The Sunday Times / Peters Fraser & Dunlop Young Writers is awarded annually to the best work of fiction, non-fiction or poetry by a British or Irish author aged between 18 and 35.

The 2016 shortlist includes An Account of the Decline of the Great Auk, According to One Who Saw It – Jessie Greengrass, Physical – Andrew McMillan, Grief is the thing with feathers – Max Porter, and The Ecliptic by Benjamin Wood.

The winner will be named on Thursday 8th December but until then some of the past winners kindly share their tips for dealing with writers’ block.

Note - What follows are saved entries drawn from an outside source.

//! Terminal front ends for streamed chat and summary answers.

mod chat;
mod summary;

use std::io;
use std::process::ExitCode;
use std::sync::Arc;
use std::time::Duration;

use clap::{Parser, Subcommand};
use delta_stream::init_observability;
use delta_stream::prelude::*;
use tracing::{info, warn};

use crate::chat::ChatView;
use crate::summary::SummaryView;

#[derive(Debug, Parser)]
#[command(name = "delta-stream", version, about = "Stream model answers into the terminal")]
struct Cli {
    /// Streaming endpoint (overrides DELTA_STREAM_ENDPOINT).
    #[arg(long, global = true)]
    endpoint: Option<String>,
    /// Extra request header, repeatable.
    #[arg(long = "header", value_name = "NAME:VALUE", global = true, value_parser = parse_header)]
    headers: Vec<(String, String)>,
    /// Cancel the stream after this many seconds.
    #[arg(long, global = true)]
    timeout_secs: Option<u64>,
    #[command(subcommand)]
    command: Command,
}

#[derive(Debug, Subcommand)]
enum Command {
    /// Ask a question and stream the answer.
    Chat {
        /// The user message.
        message: String,
        /// Optional system prompt sent before the message.
        #[arg(long)]
        system: Option<String>,
        /// Model name forwarded in the payload.
        #[arg(long)]
        model: Option<String>,
    },
    /// Stream a summary, showing the model's reasoning while it works.
    Summary {
        /// Prompt to summarise; without it the endpoint picks its own.
        #[arg(long)]
        prompt: Option<String>,
        /// Model name forwarded in the payload.
        #[arg(long)]
        model: Option<String>,
        /// Issue a GET instead of a POST (no body is sent).
        #[arg(long)]
        get: bool,
    },
}

fn parse_header(raw: &str) -> Result<(String, String), String> {
    let (name, value) = raw
        .split_once(':')
        .ok_or_else(|| format!("expected NAME:VALUE, got {raw:?}"))?;
    let name = name.trim();
    if name.is_empty() {
        return Err("header name must not be empty".into());
    }
    Ok((name.to_string(), value.trim().to_string()))
}

fn chat_payload(
    message: &str,
    system: Option<&str>,
    model: Option<&str>,
) -> Result<ChatPayload, ClientError> {
    if message.trim().is_empty() {
        return Err(ClientError::Validation("message must not be empty".into()));
    }
    let mut payload = ChatPayload::default();
    if let Some(system) = system.filter(|s| !s.trim().is_empty()) {
        payload = payload.message(ChatMessage::system(system));
    }
    payload = payload.message(ChatMessage::user(message));
    if let Some(model) = model {
        payload = payload.field("model", serde_json::Value::String(model.to_string()));
    }
    payload.validate_for_chat()?;
    Ok(payload)
}

fn summary_payload(prompt: Option<&str>, model: Option<&str>) -> Option<ChatPayload> {
    let prompt = prompt.filter(|p| !p.trim().is_empty())?;
    let mut payload = ChatPayload::new(vec![ChatMessage::user(prompt)]);
    if let Some(model) = model {
        payload = payload.field("model", serde_json::Value::String(model.to_string()));
    }
    Some(payload)
}

async fn run(cli: Cli) -> anyhow::Result<StreamOutcome> {
    let mut config = ClientConfig::from_env()?;
    if let Some(endpoint) = cli.endpoint {
        config = config.endpoint(endpoint);
        config.validate()?;
    }
    let manager = StreamManager::new(Arc::new(ReqwestTransport::new(&config)?));
    let builder = config.request().headers(cli.headers);

    let handle = match cli.command {
        Command::Chat {
            message,
            system,
            model,
        } => {
            let payload = chat_payload(&message, system.as_deref(), model.as_deref())?;
            let mut view = ChatView::new(std::io::stdout());
            view.echo_user(payload.last_user_message().unwrap_or(&message));
            manager.start(builder.body(payload).build()?, view)?
        }
        Command::Summary { prompt, model, get } => {
            let mut builder = builder;
            if get {
                builder = builder.method(Method::GET);
            }
            if let Some(payload) = summary_payload(prompt.as_deref(), model.as_deref()) {
                builder = builder.body(payload);
            }
            manager.start(builder.build()?, SummaryView::new(std::io::stdout()))?
        }
    };

    let timeout = cli.timeout_secs.map(Duration::from_secs);
    Ok(supervise(&manager, handle, timeout).await?)
}

/// Waits for the stream, cancelling it on Ctrl-C or when `timeout` elapses.
async fn supervise(
    manager: &StreamManager,
    handle: StreamHandle,
    timeout: Option<Duration>,
) -> Result<StreamOutcome, ClientError> {
    supervise_until(manager, handle, timeout, tokio::signal::ctrl_c()).await
}

/// Like `supervise`, with the interrupt source supplied by the caller.
///
/// An interrupt that resolves to `Err` (no signal handler) is logged and
/// ignored; only `Ok(())` cancels the stream.
async fn supervise_until(
    manager: &StreamManager,
    handle: StreamHandle,
    timeout: Option<Duration>,
    interrupt: impl Future<Output = io::Result<()>>,
) -> Result<StreamOutcome, ClientError> {
    let finish = handle.finish();
    tokio::pin!(finish);
    let deadline = async {
        match timeout {
            Some(timeout) => tokio::time::sleep(timeout).await,
            None => std::future::pending::<()>().await,
        }
    };
    let interrupted = async {
        if let Err(err) = interrupt.await {
            warn!(error = %err, "cannot listen for Ctrl-C; only the timeout can cancel");
            std::future::pending::<()>().await;
        }
    };

    tokio::select! {
        outcome = &mut finish => return outcome,
        () = interrupted => {
            info!("interrupted; cancelling stream");
            manager.cancel();
        }
        () = deadline => {
            warn!(?timeout, "stream timed out; cancelling");
            manager.cancel();
        }
    }
    finish.await
}

fn exit_status(outcome: &StreamOutcome) -> u8 {
    match outcome {
        StreamOutcome::Completed { .. } => 0,
        StreamOutcome::Failed(_) => 1,
        StreamOutcome::Aborted => 130,
    }
}

#[tokio::main]
async fn main() -> ExitCode {
    let _ = dotenvy::dotenv();
    init_observability();
    let cli = Cli::parse();

    match run(cli).await {
        Ok(outcome) => ExitCode::from(exit_status(&outcome)),
        Err(err) => {
            eprintln!("error: {err:#}");
            ExitCode::from(2)
        }
    }
}
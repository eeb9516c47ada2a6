//! Cancellable consumer for streamed chat-completion responses.
//!
//! A `StreamManager` owns at most one in-flight request. Its body is framed
//! into `data:` records, each record's `choices[0].delta` is split into
//! reasoning and content tokens, and the resulting events reach a
//! `StreamSink` in wire order: `Started`, tokens, then exactly one of
//! `Completed`, `Error`, or `Aborted`.
//!
//! ```no_run
//! use std::sync::Arc;
//!
//! use delta_stream::prelude::*;
//!
//! # #[tokio::main(flavor = "current_thread")]
//! # async fn main() -> Result<(), ClientError> {
//! let config = ClientConfig::from_env()?;
//! let manager = StreamManager::new(Arc::new(ReqwestTransport::new(&config)?));
//!
//! let request = config
//!     .request()
//!     .body(ChatPayload::new(vec![ChatMessage::user("hello")]))
//!     .build()?;
//! let sink = Callbacks::new()
//!     .with_chunk(|token, _full| print!("{token}"))
//!     .with_error(|err| eprintln!("error: {err}"));
//!
//! let outcome = manager.start(request, sink)?.finish().await?;
//! println!("\n{outcome:?}");
//! # Ok(())
//! # }
//! ```

/// Client configuration and environment loading.
pub mod config;
/// Delta payload shapes and the token interpreter.
pub mod delta;
mod dispatch;
/// Error taxonomy.
pub mod errors;
/// Record framing over raw body chunks.
pub mod frame;
/// Request lifecycle: start, supersede, cancel.
pub mod manager;
/// Tracing subscriber setup.
pub mod observability;
/// Common imports.
pub mod prelude;
/// Immutable request values and their builder.
pub mod request;
/// Consumer callback surface.
pub mod sink;
/// Stream events and outcomes.
pub mod stream;
/// Transport boundary and the reqwest implementation.
pub mod transport;

pub use config::ClientConfig;
pub use delta::{Delta, DeltaInterpreter};
pub use errors::{ClientError, RecordError, StreamError, TransportError};
pub use frame::{FrameDecoder, Record};
pub use manager::{AbortHandle, StreamHandle, StreamManager};
pub use observability::init_observability;
pub use request::{ChatMessage, ChatPayload, StreamRequest, StreamRequestBuilder};
pub use reqwest::Method;
pub use sink::{Callbacks, ChannelSink, StreamSink, channel_sink};
pub use stream::{StreamEvent, StreamOutcome};
pub use transport::{ByteStream, ReqwestTransport, Transport};
use std::collections::BTreeMap;

use reqwest::{Method, Url};

use crate::errors::ClientError;

/// One role/content pair of a chat conversation.
#[derive(Clone, Debug, PartialEq, Eq, serde::Serialize, serde::Deserialize)]
pub struct ChatMessage {
    /// Speaker role (`system`, `user`, `assistant`).
    pub role: String,
    /// Message text.
    pub content: String,
}

impl ChatMessage {
    /// Creates a message with an arbitrary role.
    pub fn new(role: impl Into<String>, content: impl Into<String>) -> Self {
        Self {
            role: role.into(),
            content: content.into(),
        }
    }

    pub fn system(content: impl Into<String>) -> Self {
        Self::new("system", content)
    }

    pub fn user(content: impl Into<String>) -> Self {
        Self::new("user", content)
    }

    pub fn assistant(content: impl Into<String>) -> Self {
        Self::new("assistant", content)
    }
}

/// JSON request body: an ordered message list plus any extra top-level
/// fields the endpoint understands (`model`, `temperature`, ...).
#[derive(Clone, Debug, Default, PartialEq, serde::Serialize, serde::Deserialize)]
pub struct ChatPayload {
    pub messages: Vec<ChatMessage>,
    #[serde(flatten)]
    pub extra: serde_json::Map<String, serde_json::Value>,
}

impl ChatPayload {
    /// Creates a payload from a message list.
    pub fn new(messages: Vec<ChatMessage>) -> Self {
        Self {
            messages,
            extra: serde_json::Map::new(),
        }
    }

    /// Appends a message.
    pub fn message(mut self, message: ChatMessage) -> Self {
        self.messages.push(message);
        self
    }

    /// Sets an extra top-level field. Setting `messages` here is ignored.
    pub fn field(mut self, key: impl Into<String>, value: serde_json::Value) -> Self {
        let key = key.into();
        if key != "messages" {
            self.extra.insert(key, value);
        }
        self
    }

    /// Content of the final message, which chat front ends echo as the
    /// user's line before the answer streams in.
    pub fn last_user_message(&self) -> Option<&str> {
        self.messages.last().map(|m| m.content.as_str())
    }

    /// Rejects payloads without any message.
    pub fn validate_for_chat(&self) -> Result<(), ClientError> {
        if self.messages.is_empty() {
            return Err(ClientError::Validation(
                "payload must contain at least one message".into(),
            ));
        }
        Ok(())
    }
}

/// An immutable, fully resolved streaming request.
#[derive(Clone, Debug, PartialEq)]
pub struct StreamRequest {
    url: Url,
    method: Method,
    headers: BTreeMap<String, String>,
    body: Option<ChatPayload>,
}

impl StreamRequest {
    /// Starts a request builder for `endpoint`.
    pub fn builder(endpoint: impl Into<String>) -> StreamRequestBuilder {
        StreamRequestBuilder::new(endpoint)
    }

    pub fn url(&self) -> &Url {
        &self.url
    }

    pub fn method(&self) -> &Method {
        &self.method
    }

    /// Headers with lower-cased names.
    pub fn headers(&self) -> &BTreeMap<String, String> {
        &self.headers
    }

    /// Body to send, always `None` for GET.
    pub fn body(&self) -> Option<&ChatPayload> {
        self.body.as_ref()
    }
}

/// Builder for `StreamRequest`.
#[derive(Clone, Debug)]
pub struct StreamRequestBuilder {
    endpoint: String,
    method: Method,
    headers: BTreeMap<String, String>,
    body: Option<ChatPayload>,
}

impl StreamRequestBuilder {
    pub(crate) fn new(endpoint: impl Into<String>) -> Self {
        Self {
            endpoint: endpoint.into(),
            method: Method::POST,
            headers: BTreeMap::new(),
            body: None,
        }
    }

    /// Sets the HTTP method (default `POST`).
    pub fn method(mut self, method: Method) -> Self {
        self.method = method;
        self
    }

    /// Sets one header. Names are case-insensitive; the last write wins.
    pub fn header(mut self, name: impl AsRef<str>, value: impl Into<String>) -> Self {
        self.headers
            .insert(name.as_ref().trim().to_ascii_lowercase(), value.into());
        self
    }

    /// Merges a header mapping over the current one.
    pub fn headers<K, V, I>(mut self, headers: I) -> Self
    where
        K: AsRef<str>,
        V: Into<String>,
        I: IntoIterator<Item = (K, V)>,
    {
        for (name, value) in headers {
            self = self.header(name, value);
        }
        self
    }

    /// Sets the JSON body.
    pub fn body(mut self, payload: ChatPayload) -> Self {
        self.body = Some(payload);
        self
    }

    /// Validates the endpoint and header names and freezes the request.
    pub fn build(self) -> Result<StreamRequest, ClientError> {
        let url = parse_endpoint(&self.endpoint)?;
        if self.headers.keys().any(|name| name.is_empty()) {
            return Err(ClientError::Validation(
                "header name must not be empty".into(),
            ));
        }
        let body = if self.method == Method::GET {
            None
        } else {
            self.body
        };
        Ok(StreamRequest {
            url,
            method: self.method,
            headers: self.headers,
            body,
        })
    }
}

pub(crate) fn parse_endpoint(endpoint: &str) -> Result<Url, ClientError> {
    let url = Url::parse(endpoint.trim())
        .map_err(|e| ClientError::Config(format!("invalid endpoint {endpoint:?}: {e}")))?;
    match url.scheme() {
        "http" | "https" => Ok(url),
        other => Err(ClientError::Config(format!(
            "endpoint scheme must be http or https, got {other}"
        ))),
    }
}
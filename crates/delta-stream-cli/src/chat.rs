use std::io::{self, Write};

use delta_stream::{StreamError, StreamSink};
use tracing::debug;

const USER_PREFIX: &str = "you> ";
const ASSISTANT_PREFIX: &str = "ai>  ";

/// Renders a chat exchange: the user's line, then the answer as it streams.
pub struct ChatView<W> {
    out: W,
}

impl<W: Write> ChatView<W> {
    pub fn new(out: W) -> Self {
        Self { out }
    }

    /// Echoes the user's message before the request is issued.
    pub fn echo_user(&mut self, text: &str) {
        self.emit(|out| writeln!(out, "{USER_PREFIX}{text}"));
    }

    pub fn into_inner(self) -> W {
        self.out
    }

    fn emit(&mut self, write: impl FnOnce(&mut W) -> io::Result<()>) {
        if let Err(err) = write(&mut self.out).and_then(|_| self.out.flush()) {
            debug!(error = %err, "chat output write failed");
        }
    }
}

impl<W: Write + Send> StreamSink for ChatView<W> {
    fn on_start(&mut self) {
        self.emit(|out| write!(out, "{ASSISTANT_PREFIX}"));
    }

    fn on_chunk(&mut self, token: &str, _full_text: &str) {
        self.emit(|out| write!(out, "{token}"));
    }

    fn on_complete(&mut self, _full_text: &str) {
        self.emit(|out| writeln!(out));
    }

    fn on_error(&mut self, error: &StreamError) {
        self.emit(|out| writeln!(out, "\n[error] {error}"));
    }

    fn on_abort(&mut self) {
        // Leave whatever was rendered; just end the line.
        self.emit(|out| writeln!(out));
    }
}
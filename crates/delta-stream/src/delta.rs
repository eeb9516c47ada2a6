use serde::Deserialize;

use crate::errors::RecordError;
use crate::stream::StreamEvent;

/// `{"choices":[{"delta":{...}}]}` chunk as sent by chat-completion streams.
#[derive(Debug, Clone, Default, Deserialize)]
pub struct DeltaChunk {
    #[serde(default)]
    pub choices: Vec<DeltaChoice>,
}

#[derive(Debug, Clone, Default, Deserialize)]
pub struct DeltaChoice {
    #[serde(default)]
    pub delta: Option<Delta>,
}

/// Incremental payload of one record. Either field may be absent or empty.
#[derive(Debug, Clone, Default, PartialEq, Eq, Deserialize)]
pub struct Delta {
    #[serde(default)]
    pub content: Option<String>,
    #[serde(default)]
    pub reasoning_content: Option<String>,
}

impl Delta {
    /// Non-empty reasoning text, if any.
    pub fn reasoning(&self) -> Option<&str> {
        self.reasoning_content.as_deref().filter(|s| !s.is_empty())
    }

    /// Non-empty answer text, if any.
    pub fn content(&self) -> Option<&str> {
        self.content.as_deref().filter(|s| !s.is_empty())
    }
}

/// Parses a record payload and returns the first choice's delta.
pub fn parse_delta(payload: &str) -> Result<Delta, RecordError> {
    let chunk: DeltaChunk =
        serde_json::from_str(payload).map_err(|e| RecordError::InvalidJson(e.to_string()))?;
    chunk
        .choices
        .into_iter()
        .next()
        .and_then(|choice| choice.delta)
        .ok_or(RecordError::MissingDelta)
}

/// Turns record payloads into token events while keeping the running texts.
///
/// `content` only ever grows by content tokens; reasoning tokens go to a
/// separate accumulator.
#[derive(Debug, Default)]
pub struct DeltaInterpreter {
    content: String,
    reasoning: String,
}

impl DeltaInterpreter {
    /// Interprets one record payload.
    ///
    /// A record carrying both fields yields the thought event first.
    pub fn interpret(&mut self, payload: &str) -> Result<Vec<StreamEvent>, RecordError> {
        let delta = parse_delta(payload)?;
        let mut events = Vec::with_capacity(2);
        if let Some(thought) = delta.reasoning() {
            self.reasoning.push_str(thought);
            events.push(StreamEvent::ThoughtToken {
                text: thought.to_string(),
            });
        }
        if let Some(token) = delta.content() {
            self.content.push_str(token);
            events.push(StreamEvent::ContentToken {
                text: token.to_string(),
                full_text: self.content.clone(),
            });
        }
        Ok(events)
    }

    /// Content accumulated so far.
    pub fn content(&self) -> &str {
        &self.content
    }

    /// Reasoning accumulated so far.
    pub fn reasoning(&self) -> &str {
        &self.reasoning
    }

    /// Consumes the interpreter, returning `(content, reasoning)`.
    pub fn into_texts(self) -> (String, String) {
        (self.content, self.reasoning)
    }
}

#[cfg(test)]
mod tests {
    use super::*;

    #[test]
    fn content_token_carries_updated_full_text() {
        let mut interp = DeltaInterpreter::default();
        interp
            .interpret(r#"{"choices":[{"delta":{"content":"Hi"}}]}"#)
            .expect("first");
        let events = interp
            .interpret(r#"{"choices":[{"delta":{"content":" there"}}]}"#)
            .expect("second");
        assert_eq!(
            events,
            vec![StreamEvent::ContentToken {
                text: " there".into(),
                full_text: "Hi there".into(),
            }]
        );
    }

    #[test]
    fn reasoning_and_content_accumulate_independently() {
        let mut interp = DeltaInterpreter::default();
        for payload in [
            r#"{"choices":[{"delta":{"reasoning_content":"a "}}]}"#,
            r#"{"choices":[{"delta":{"reasoning_content":"b "}}]}"#,
            r#"{"choices":[{"delta":{"content":"x"}}]}"#,
            r#"{"choices":[{"delta":{"content":"y"}}]}"#,
        ] {
            interp.interpret(payload).expect("record");
        }
        assert_eq!(interp.reasoning(), "a b ");
        assert_eq!(interp.content(), "xy");
    }

    #[test]
    fn both_fields_yield_thought_before_content() {
        let mut interp = DeltaInterpreter::default();
        let events = interp
            .interpret(r#"{"choices":[{"delta":{"content":"c","reasoning_content":"r"}}]}"#)
            .expect("record");
        assert_eq!(
            events,
            vec![
                StreamEvent::ThoughtToken { text: "r".into() },
                StreamEvent::ContentToken {
                    text: "c".into(),
                    full_text: "c".into(),
                },
            ]
        );
    }

    #[test]
    fn empty_and_null_fields_produce_no_events() {
        let mut interp = DeltaInterpreter::default();
        let events = interp
            .interpret(r#"{"choices":[{"delta":{"content":"","reasoning_content":null,"role":"assistant"}}]}"#)
            .expect("record");
        assert!(events.is_empty());
        assert_eq!(interp.content(), "");
    }

    #[test]
    fn malformed_records_are_reported_not_accumulated() {
        let mut interp = DeltaInterpreter::default();
        assert!(matches!(
            interp.interpret("{not json}"),
            Err(RecordError::InvalidJson(_))
        ));
        assert_eq!(
            interp.interpret(r#"{"choices":[]}"#),
            Err(RecordError::MissingDelta)
        );
        assert_eq!(
            interp.interpret(r#"{"choices":[{"finish_reason":"stop"}]}"#),
            Err(RecordError::MissingDelta)
        );
        assert!(interp.content().is_empty());
    }
}
use std::pin::Pin;

use futures::{Stream, StreamExt as _};
use tracing::debug;

use crate::config::ClientConfig;
use crate::errors::{ClientError, TransportError};
use crate::request::StreamRequest;

/// Response body as a stream of raw chunks, in arrival order.
pub type ByteStream =
    Pin<Box<dyn Stream<Item = Result<bytes::Bytes, TransportError>> + Send + 'static>>;

/// "Issue a request, get a byte stream" capability.
///
/// Implementations must resolve to `Err` for issuance failures and non-success
/// statuses, and to a body stream that ends naturally otherwise. Cancellation
/// is performed by dropping the pending future or the returned stream.
#[async_trait::async_trait]
pub trait Transport: Send + Sync {
    async fn open(&self, request: &StreamRequest) -> Result<ByteStream, TransportError>;
}

/// HTTP transport backed by `reqwest`.
pub struct ReqwestTransport {
    client: reqwest::Client,
}

impl ReqwestTransport {
    /// Builds the HTTP client from `config`.
    pub fn new(config: &ClientConfig) -> Result<Self, ClientError> {
        let mut builder = reqwest::Client::builder()
            .connect_timeout(config.connect_timeout)
            .user_agent(config.user_agent.clone());
        if let Some(timeout) = config.request_timeout {
            builder = builder.timeout(timeout);
        }
        let client = builder
            .build()
            .map_err(|e| ClientError::Config(format!("failed to build HTTP client: {e}")))?;
        Ok(Self { client })
    }

    /// Wraps an existing client.
    pub fn with_client(client: reqwest::Client) -> Self {
        Self { client }
    }
}

#[async_trait::async_trait]
impl Transport for ReqwestTransport {
    async fn open(&self, request: &StreamRequest) -> Result<ByteStream, TransportError> {
        let mut http_req = self
            .client
            .request(request.method().clone(), request.url().clone());
        for (name, value) in request.headers() {
            http_req = http_req.header(name.as_str(), value.as_str());
        }
        if let Some(body) = request.body() {
            let bytes = serde_json::to_vec(body)
                .map_err(|e| TransportError::request(format!("failed to encode body: {e}")))?;
            http_req = http_req.body(bytes);
        }

        debug!(method = %request.method(), url = %request.url(), "opening stream");
        let response = http_req
            .send()
            .await
            .map_err(|e| TransportError::request(e.to_string()))?;
        let status = response.status();
        if !status.is_success() {
            let body = response
                .text()
                .await
                .unwrap_or_else(|_| "<unreadable body>".to_string());
            return Err(TransportError::status(status.as_u16(), body));
        }

        let stream = response
            .bytes_stream()
            .map(|chunk| chunk.map_err(|e| TransportError::read(e.to_string())));
        Ok(Box::pin(stream))
    }
}
use std::any::Any;
use std::panic::{self, AssertUnwindSafe};
use std::sync::{Mutex, MutexGuard, PoisonError};

use tracing::warn;

use crate::sink::StreamSink;
use crate::stream::StreamEvent;

/// Delivers one stream's events to its sink.
///
/// Invocations are serialised by a lock. The first terminal event closes the
/// dispatcher under that same lock, so once `dispatch` has returned for a
/// terminal event no other event can reach the sink, even from another task.
pub(crate) struct Dispatcher {
    stream_id: uuid::Uuid,
    state: Mutex<DispatchState>,
}

struct DispatchState {
    sink: Box<dyn StreamSink>,
    closed: bool,
}

impl Dispatcher {
    pub(crate) fn new(stream_id: uuid::Uuid, sink: Box<dyn StreamSink>) -> Self {
        Self {
            stream_id,
            state: Mutex::new(DispatchState {
                sink,
                closed: false,
            }),
        }
    }

    /// Delivers `event`; returns `false` if the dispatcher was already closed.
    ///
    /// A panicking callback is logged and swallowed.
    pub(crate) fn dispatch(&self, event: &StreamEvent) -> bool {
        let mut state = self.lock();
        if state.closed {
            return false;
        }
        if event.is_terminal() {
            state.closed = true;
        }
        let sink = &mut state.sink;
        if let Err(payload) = panic::catch_unwind(AssertUnwindSafe(|| sink.on_event(event))) {
            warn!(
                stream_id = %self.stream_id,
                event = event_name(event),
                panic = panic_message(payload.as_ref()),
                "stream callback panicked; continuing"
            );
        }
        true
    }

    pub(crate) fn is_closed(&self) -> bool {
        self.lock().closed
    }

    fn lock(&self) -> MutexGuard<'_, DispatchState> {
        self.state.lock().unwrap_or_else(PoisonError::into_inner)
    }
}

fn event_name(event: &StreamEvent) -> &'static str {
    match event {
        StreamEvent::Started => "started",
        StreamEvent::ThoughtToken { .. } => "thought",
        StreamEvent::ContentToken { .. } => "chunk",
        StreamEvent::Completed { .. } => "completed",
        StreamEvent::Error { .. } => "error",
        StreamEvent::Aborted => "aborted",
    }
}

fn panic_message(payload: &(dyn Any + Send)) -> &str {
    payload
        .downcast_ref::<&str>()
        .copied()
        .or_else(|| payload.downcast_ref::<String>().map(String::as_str))
        .unwrap_or("<non-string panic>")
}
use std::sync::Arc;

use delta_stream::prelude::*;
use delta_stream::{TransportError, channel_sink};
use tokio::io::{AsyncReadExt as _, AsyncWriteExt as _};
use tokio::net::TcpListener;

/// Serves exactly one HTTP exchange and returns the raw request text.
async fn serve_once(
    status_line: &'static str,
    body_parts: Vec<String>,
) -> (String, tokio::task::JoinHandle<String>) {
    let listener = TcpListener::bind("127.0.0.1:0").await.expect("bind");
    let addr = listener.local_addr().expect("addr");
    let server = tokio::spawn(async move {
        let (mut socket, _) = listener.accept().await.expect("accept");
        let request = read_request(&mut socket).await;
        let head = format!(
            "HTTP/1.1 {status_line}\r\ncontent-type: text/event-stream\r\ncache-control: no-cache\r\nconnection: close\r\n\r\n"
        );
        socket.write_all(head.as_bytes()).await.expect("write head");
        for part in body_parts {
            socket.write_all(part.as_bytes()).await.expect("write body");
            socket.flush().await.expect("flush");
            tokio::task::yield_now().await;
        }
        socket.shutdown().await.expect("shutdown");
        request
    });
    (format!("http://{addr}/api/chat"), server)
}

async fn read_request(socket: &mut tokio::net::TcpStream) -> String {
    let mut raw = Vec::new();
    let mut buf = [0_u8; 1024];
    loop {
        let n = socket.read(&mut buf).await.expect("read");
        if n == 0 {
            break;
        }
        raw.extend_from_slice(&buf[..n]);
        let text = String::from_utf8_lossy(&raw);
        if let Some(head_end) = text.find("\r\n\r\n") {
            let content_length = text[..head_end]
                .lines()
                .find_map(|line| {
                    let (name, value) = line.split_once(':')?;
                    name.eq_ignore_ascii_case("content-length")
                        .then(|| value.trim().parse::<usize>().ok())
                        .flatten()
                })
                .unwrap_or(0);
            if raw.len() >= head_end + 4 + content_length {
                break;
            }
        }
    }
    String::from_utf8_lossy(&raw).into_owned()
}

fn content(text: &str) -> String {
    format!(
        "data: {}\n\n",
        serde_json::json!({"choices":[{"delta":{"content": text}}]})
    )
}

#[tokio::test]
async fn streams_sse_body_from_http_server() {
    let (endpoint, server) = serve_once(
        "200 OK",
        vec![
            content("Hi"),
            "data: {\"choices\":[{\"delta\":{\"content\":\" th".to_string(),
            "ere\"}}]}\n\ndata: [DONE]\n\n".to_string(),
        ],
    )
    .await;

    let config = ClientConfig::new(endpoint).default_header("x-client", "test");
    let manager = StreamManager::new(Arc::new(ReqwestTransport::new(&config).expect("transport")));
    let request = config
        .request()
        .body(ChatPayload::new(vec![ChatMessage::user("hello")]))
        .build()
        .expect("request");
    let (sink, mut rx) = channel_sink();

    let outcome = manager
        .start(request, sink)
        .expect("start")
        .finish()
        .await
        .expect("finish");
    assert_eq!(outcome.text(), Some("Hi there"));

    let mut events = Vec::new();
    while let Ok(event) = rx.try_recv() {
        events.push(event);
    }
    assert_eq!(events.first(), Some(&StreamEvent::Started));
    assert_eq!(
        events.last(),
        Some(&StreamEvent::Completed {
            full_text: "Hi there".into()
        })
    );

    let raw_request = server.await.expect("server").to_ascii_lowercase();
    assert!(raw_request.starts_with("post /api/chat"));
    assert!(raw_request.contains("content-type: application/json"));
    assert!(raw_request.contains("x-client: test"));
    assert!(raw_request.contains(r#"{"messages":[{"role":"user","content":"hello"}]}"#));
}

#[tokio::test]
async fn non_success_status_is_reported_once_as_error() {
    let (endpoint, server) = serve_once(
        "500 Internal Server Error",
        vec!["upstream exploded".to_string()],
    )
    .await;

    let config = ClientConfig::new(endpoint);
    let manager = StreamManager::new(Arc::new(ReqwestTransport::new(&config).expect("transport")));
    let request = config.request().build().expect("request");
    let (sink, mut rx) = channel_sink();

    let outcome = manager
        .start(request, sink)
        .expect("start")
        .finish()
        .await
        .expect("finish");
    let expected = StreamError::Transport(TransportError::status(500, "upstream exploded"));
    assert_eq!(outcome, StreamOutcome::Failed(expected.clone()));

    let mut errors = 0;
    while let Ok(event) = rx.try_recv() {
        if matches!(event, StreamEvent::Error { .. }) {
            errors += 1;
        }
    }
    assert_eq!(errors, 1);
    let _ = server.await;
}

Sarah Howe, won the award in 2015 for Loop of Jade:

Striking little bargains with yourself like, ‘I’m only allowed to put the kettle on after another twenty minutes.’

Telling yourself no one will ever read it anyway.

Going for a walk along the canal to watch the coots building their nests; they’re fantastically undiscriminating, and will tow back any old crisp packet or grimy chocolate wrapper to stuff in among the twigs. There’s got to be a moral there.

Ross Raisin, won the award in 2009 for God’s Own Country:

I imagine that there are as many suggested remedies out there as there are hiccup cures, but really I think different things work for different people, and fundamentally it is always going to be about taking the pressure off yourself, which, in turn, is often going to be about how you use your drafting process.

Naomi Alderman, won the award in 2007 for Disobedience:

Write another bit of the same book.

Write a different book.

Just write something. Anything. Tell yourself you’re going to sit down with a pen in your hand and you can either write or do *literally nothing*. See if your boredom can conquer your block.

Paul Farley, won the award in 1999 for The Boy from the Chemist is Here to See You:

Writing demands energy, so if you’re distracted or knackered then maybe it’s time to rethink the day job. Though for some writers, a job is a useful distraction. The late, great Russell Hoban once proposed a condition known as ‘blighter’s rock’. As a general rule, I think if you get rocked, you’re probably worrying or forcing it. Relax. Put the kettle on, and do something else. Try to read the Tractatus Logico-Philosophicus again. Go for a long walk. Give your imagination a chance to assert itself and surprise you.

Patrick French, won the award in 1998 for Liberty or Death: India’s Journey to Independence and Division:

There’s no such thing: it’s just a form of waiting.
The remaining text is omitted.